It is well known that the three-dimensional structure of a protein is completely *determined* from the sequence of its amino acids. However, the problem of *predicting* the three-dimensional structure (often called tertiary structure) of a protein starting from a given amino acid sequence remains open.

Proteins appear in the form of certain topological structures called *folds*. It has been suggested that the limited number of folds is perhaps due to the existence of rules that dictate the folding of a polypeptide chain. Furthermore, it has been suggested that such rules can be divided into two types: rules that predict the so-called *secondary elements* of the protein, namely the β-strands and the α-helices, and rules that give the arrangement of strands and helices into a tertiary structure. Although, the question of the complete description of the first type of rules remains open, the prediction of the strands and the helices starting from a given amino acid sequence has now become a routine procedure of approximately 80% accuracy (Rost 2001). However, even for proteins that consist of only β-strands (and no α-helices) such as the so-called sandwich proteins, the problem of predicting the arrangement of the strands in the space remains open. In this direction, structural biologists have used the occurrence of the so-called Greek key introduced by Richardson (Chirgadze 1987) as well as several different algorithms based on neural networks and Markov models (Chothia & Finkelstein 1990; Yue & Dill 2000).

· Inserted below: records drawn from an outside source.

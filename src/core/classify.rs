//! Classification rules for volumes.
//!
//! Everything that decides "is this mounted / EFI / a system volume /
//! external" from loosely formatted tool output lives here, as small fixed
//! tables, so the heuristics can be tested on their own. The rules are
//! best-effort: tool versions disagree on wording and some of the EFI
//! detection is approximate.

use lazy_regex::regex_captures;

/// Values the volume tool prints where a field does not apply.
const ABSENT_SENTINELS: &[&str] = &["Not applicable", "Not applicable (none)", "(null)", "None"];

/// Additional placeholder names that never make a useful label.
const PLACEHOLDER_NAMES: &[&str] = &["NO NAME"];

/// User-visible volumes directory; anything under it is never protected.
pub const VOLUMES_DIR: &str = "/Volumes/";

/// Mount point prefixes owned by the OS.
const PROTECTED_PREFIXES: &[&str] = &[
    "/System/Volumes",
    "/private/var",
    "/Users",
    "/home",
    "/Library/Developer",
    "/Applications/Xcode",
];

/// Partition names/types that exist for the OS and are never offered.
const PSEUDO_PARTITIONS: &[&str] = &["Recovery", "VM", "Preboot", "Update", "ISC"];

/// Protocols that mark a device as external.
const EXTERNAL_PROTOCOLS: &[&str] = &["USB", "Thunderbolt", "FireWire", "Secure Digital", "SD"];

/// Size window (bytes) for an unlabelled EFI system partition.
const EFI_SIZE_RANGE: std::ops::RangeInclusive<u64> = 100_000_000..=400_000_000;

pub fn synthesized_name(identifier: &str) -> String {
    format!("Disk {}", identifier)
}

/// Returns true when a raw value means "absent".
pub fn is_sentinel(value: &str) -> bool {
    let value = value.trim();
    value.is_empty()
        || ABSENT_SENTINELS.contains(&value)
        || value.starts_with("Not applicable")
        || value.contains("Not mounted")
}

/// Normalizes a usable label, dropping sentinels and placeholder names.
pub fn normalize_name(value: &str) -> Option<&str> {
    let value = value.trim();
    if is_sentinel(value) || PLACEHOLDER_NAMES.contains(&value) {
        None
    } else {
        Some(value)
    }
}

/// A mount point is present only when it is an absolute path.
pub fn normalize_mount_point(value: &str) -> Option<&str> {
    let value = value.trim();
    if is_sentinel(value) || !value.starts_with('/') {
        None
    } else {
        Some(value)
    }
}

pub fn is_protected_mount_point(mount_point: &str) -> bool {
    let mount_point = mount_point.trim();
    if mount_point.starts_with(VOLUMES_DIR) {
        return false;
    }
    mount_point == "/"
        || PROTECTED_PREFIXES.iter().any(|prefix| {
            mount_point == *prefix
                || mount_point
                    .strip_prefix(prefix)
                    .is_some_and(|rest| rest.starts_with('/'))
        })
}

/// Volumes kept in the authoritative set but not shown to the user.
pub fn is_hidden_volume(name: &str, mount_point: &str) -> bool {
    mount_point.contains("CoreSimulator") || name.contains("ASSETS") || name.contains("AssetData")
}

/// Matches a partition description against the pseudo-partition table on
/// word boundaries ("VM" must not match "VMware").
pub fn is_pseudo_partition(description: &str) -> bool {
    description
        .split(|c: char| !c.is_ascii_alphanumeric())
        .filter(|word| !word.is_empty())
        .any(|word| PSEUDO_PARTITIONS.contains(&word))
}

/// Whole-disk content naming a partition map or container rather than a
/// filesystem. Disks with such content carry their volumes as children.
pub fn is_partition_scheme(content: &str) -> bool {
    let content = content.trim();
    content.is_empty()
        || content.ends_with("_partition_scheme")
        || content.starts_with("APFS Container Scheme")
}

pub fn is_external_protocol(protocol: &str) -> bool {
    let protocol = protocol.trim();
    EXTERNAL_PROTOCOLS.iter().any(|p| {
        if p.contains(' ') {
            protocol.contains(p)
        } else {
            protocol.split_whitespace().any(|word| word == *p)
        }
    })
}

/// Explicit EFI markers: a bundle/partition type naming EFI.
pub fn is_efi_type(value: &str) -> bool {
    value.contains("EFI")
}

/// First partition of a whole disk, e.g. `disk0s1` but not `disk3s1s1`.
pub fn is_first_partition(identifier: &str) -> bool {
    regex_captures!(r"^disk\d+s1$", identifier).is_some()
}

/// Approximate EFI detection for tool versions that omit the bundle type.
///
/// A name or identifier carrying the EFI marker counts; otherwise a first
/// partition sized within the usual ESP window counts. This misclassifies
/// small first partitions on removable media and is only probabilistically
/// right.
pub fn looks_like_efi(identifier: &str, name: &str, size_bytes: Option<u64>) -> bool {
    if name.contains("EFI") || identifier.contains("EFI") {
        return true;
    }
    match size_bytes {
        Some(size) => EFI_SIZE_RANGE.contains(&size) && is_first_partition(identifier),
        None => false,
    }
}

/// Extracts an exact byte count from tool size text.
///
/// Accepts both `209.7 MB (209715200 Bytes)` and the bare `209.7 MB`
/// form, where decimal units are assumed as the tool prints them.
pub fn parse_size_bytes(text: &str) -> Option<u64> {
    if let Some((_, bytes)) = regex_captures!(r"\((\d+) Bytes\)", text) {
        return bytes.parse().ok();
    }
    let (_, number, unit) = regex_captures!(r"^\s*[*+]?([\d.]+)\s*([KMGTP]?B)\b", text)?;
    let number: f64 = number.parse().ok()?;
    let multiplier: f64 = match unit {
        "B" => 1.0,
        "KB" => 1e3,
        "MB" => 1e6,
        "GB" => 1e9,
        "TB" => 1e12,
        "PB" => 1e15,
        _ => return None,
    };
    Some((number * multiplier).round() as u64)
}

/// Extracts the whole-disk identifier from a partition identifier
/// e.g., disk4s1 -> disk4, disk3s1s1 -> disk3, disk4 -> disk4
pub fn parent_disk(identifier: &str) -> String {
    let bytes = identifier.as_bytes();
    for i in 1..bytes.len() {
        if bytes[i] == b's' && bytes[i - 1].is_ascii_digit() {
            return identifier[..i].to_string();
        }
    }
    identifier.to_string()
}

#[cfg(test)]
mod tests {
    use super::*;

    #[test]
    fn test_sentinels() {
        assert!(is_sentinel("Not applicable"));
        assert!(is_sentinel("Not applicable (none)"));
        assert!(is_sentinel("Not applicable (no file system)"));
        assert!(is_sentinel("Volume Not mounted"));
        assert!(is_sentinel("  "));
        assert!(!is_sentinel("/Volumes/DATA"));
        assert_eq!(normalize_name("NO NAME"), None);
        assert_eq!(normalize_name(" DATA "), Some("DATA"));
        assert_eq!(normalize_mount_point("Not applicable (none)"), None);
        assert_eq!(normalize_mount_point("/Volumes/X"), Some("/Volumes/X"));
    }

    #[test]
    fn test_protected_mount_points() {
        assert!(is_protected_mount_point("/"));
        assert!(is_protected_mount_point("/System/Volumes/Data"));
        assert!(is_protected_mount_point("/System/Volumes/VM"));
        assert!(is_protected_mount_point("/private/var/vm"));
        assert!(is_protected_mount_point("/Users/alex"));
        assert!(is_protected_mount_point("/Library/Developer/CoreSimulator/Volumes/iOS_21A328"));
        assert!(!is_protected_mount_point("/Volumes/Backup"));
        assert!(!is_protected_mount_point("/Volumes/EFI"));
        assert!(!is_protected_mount_point("/Usersdata"));
    }

    #[test]
    fn test_pseudo_partitions() {
        assert!(is_pseudo_partition("APFS Volume Preboot"));
        assert!(is_pseudo_partition("APFS Volume VM"));
        assert!(is_pseudo_partition("Apple_APFS_Recovery Container disk2"));
        assert!(is_pseudo_partition("Apple_APFS_ISC Container disk1"));
        assert!(!is_pseudo_partition("Microsoft Basic Data VMware"));
        assert!(!is_pseudo_partition("APFS Volume Macintosh HD - Data"));
    }

    #[test]
    fn test_efi_heuristics() {
        assert!(is_first_partition("disk0s1"));
        assert!(is_first_partition("disk12s1"));
        assert!(!is_first_partition("disk3s1s1"));
        assert!(!is_first_partition("disk0s2"));

        assert!(looks_like_efi("disk2s1", "Disk disk2s1", Some(209_715_200)));
        assert!(!looks_like_efi("disk2s2", "Disk disk2s2", Some(209_715_200)));
        assert!(!looks_like_efi("disk2s1", "Disk disk2s1", Some(64_000_000_000)));
        assert!(looks_like_efi("disk5s3", "EFI", None));
    }

    #[test]
    fn test_parse_size_bytes() {
        assert_eq!(parse_size_bytes("209.7 MB (209715200 Bytes)"), Some(209_715_200));
        assert_eq!(parse_size_bytes("500.1 GB"), Some(500_100_000_000));
        assert_eq!(parse_size_bytes("*500.3 GB"), Some(500_300_000_000));
        assert_eq!(parse_size_bytes("0 B"), Some(0));
        assert_eq!(parse_size_bytes("Unknown"), None);
    }

    #[test]
    fn test_partition_schemes() {
        assert!(is_partition_scheme("GUID_partition_scheme"));
        assert!(is_partition_scheme("FDisk_partition_scheme"));
        assert!(is_partition_scheme("APFS Container Scheme -"));
        assert!(!is_partition_scheme("DOS_FAT_32 STICK"));
        assert!(!is_partition_scheme("ExFAT"));
    }

    #[test]
    fn test_external_protocols() {
        assert!(is_external_protocol("USB"));
        assert!(is_external_protocol("Thunderbolt"));
        assert!(!is_external_protocol("PCI-Express"));
        assert!(!is_external_protocol("Apple Fabric"));
    }

    #[test]
    fn test_parent_disk() {
        assert_eq!(parent_disk("disk4s1"), "disk4");
        assert_eq!(parent_disk("disk4s2"), "disk4");
        assert_eq!(parent_disk("disk3s1s1"), "disk3");
        assert_eq!(parent_disk("disk0"), "disk0");
    }
}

The β-strands of sandwich proteins are arranged in two planes. Regarding the structure of sandwich proteins, a breakthrough was announced in Kister *et al*. (2002), in which it was shown that sandwich proteins contain a certain supersecondary substructure called *interlock*. Following this discovery, it was noted in Fokas *et al*. (2004) that approximately 90% of the observed secondary structures of sandwich proteins are *canonical*, i.e. they satisfy certain structural rules (see rules I–III of Fokas *et al*. (2004)). Furthermore, it was shown in Fokas *et al*. (2005) and Kister *et al*. (2006) that these rules are automatically satisfied provided that the canonical structure is generated from a certain *geometrical structure*.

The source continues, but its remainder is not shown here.